Do you know that ancient ayurvedic texts like the Ashtanga Hridayam celebrate the benefits of body baths, including improved sleep, sexual vigor, and spiritual purification. And Indian royalty once bathed in milk and honey to give their skin a celestial glow. Try the following recipe for the “Five Nectar Bath,” from ayurvedic beauty expert Pratima Raichur, the founder of Pratima Ayurvedic Skincare in Manhattan. According to Raichur, the “five nectars” are ojas-rich ingredients known in ayurveda as “the five perfect foods”. According to ayurvedic theory, they balance the five elements—earth, water, air, fire, and ether—in the body.
Combine the following ingredients:
pulp of 1 banana
2 tablespoons of milk
1 teaspoon of ghee (clarified butter)
1 teaspoon of yogurt
1 teaspoon of honey
Massage the mixture into your skin, from head to toe. Soak for 10 to 20 minutes in a warm bath “to nourish, soften, soothe, and revitalize” any type of skin in any season, Raichur says.
According to Beauty Secrets from India author Monisha Bharadwaj, Indian literature and lore have celebrated long lustrous locks for thousands of years. Here are a few tips you can try for a head of healthy, shiny hair.
In Indian households, lovers, parents, and children give each other scalp massages to reduce stress, induce sound sleep, and stimulate hair growth. According to Raichur, many major marma points (sites of vital energy) are located at the scalp; the pituitary and pineal glands are located underneath it. The massage “helps secrete serotonin and melatonin, creating a calming effect on the body and mind.” She recommends the following treatments:
For dry or sensitive skin Massage 1 teaspoon of warm oil (in hot weather, coconut oil; in the colder months, sesame) into your scalp for 10 minutes at bedtime. Wrap your head in a hot towel and leave on for 5 to 10 minutes. If you have sensitive “pitta” skin, do this practice once a week; for dry “vata” skin and dandruff, do it twice a week.
For oily skin With your head down, dry-brush “kapha” hair 50 times from the roots to the ends to evenly distribute the natural oils.
In Vedic times, as Bharadwaj writes in Beauty Secrets of India, women “oiled their hair with coconut oil scented with jasmine, rose, or sandalwood.” Sounds lovely, doesn’t it?

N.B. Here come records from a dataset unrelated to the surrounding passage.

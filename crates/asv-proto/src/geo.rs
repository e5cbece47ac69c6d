use serde::{Deserialize, Serialize};

/// WGS84 position in decimal degrees.
#[derive(Debug, Clone, Copy, PartialEq, Serialize, Deserialize)]
pub struct GeoPoint {
    pub lat: f64,
    pub lon: f64,
}

impl GeoPoint {
    pub fn new(lat: f64, lon: f64) -> Self {
        Self { lat, lon }
    }

    pub fn is_valid(&self) -> bool {
        self.lat.is_finite() && self.lon.is_finite() && self.lat.abs() <= 90.0 && self.lon.abs() <= 180.0
    }
}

Here’s a conditioning recipe you can try at home, with flowers you can find locally. (If you’re short on time, just warm up coconut oil—it’s cooling and hydrating in the summertime.)
Heat 17 ounces of coconut oil in a wok until it is hot, but not smoking.
Remove from the stove and add a handful each of dried hibiscus, holy basil, and marigold petals, along with 1 teaspoon of black tea leaves.
Steep for one day, straining into a glass jar.
Apply to your hair once a week, letting the oil soak in for at least 15 minutes before lathering several times with regular shampoo to wash it out.
Bharadwaj says that to develop alluring sparkling eyes, we must first reduce eyestrain—which is characterized by redness, puffiness, and often crow’s feet.
For eyestrain She recommends soaking cotton pads in rose water (which is cooling) and placing them on the eyelids for 10 minutes.
For dark circles Place a slice of apple on each eyelid for 10 minutes. Apples, she says, “are rich in assimilable minerals such as potassium, vitamins B and C, and tannin, all of which assist in eliminating dark circles.”
For puffy eyes Apply a compress made with a weak solution of sea salt and water for several minutes. Keeping the eyes closed, rinse them with cool water to wash away the salt before it stings. “The salt draws water away from the tissues and leaves the eyes looking fresh.”
For wrinkles Apply a light coating of almond or olive oil 20 minutes before bedtime to soften the skin. Wipe off gently with a wet cotton ball before going to sleep.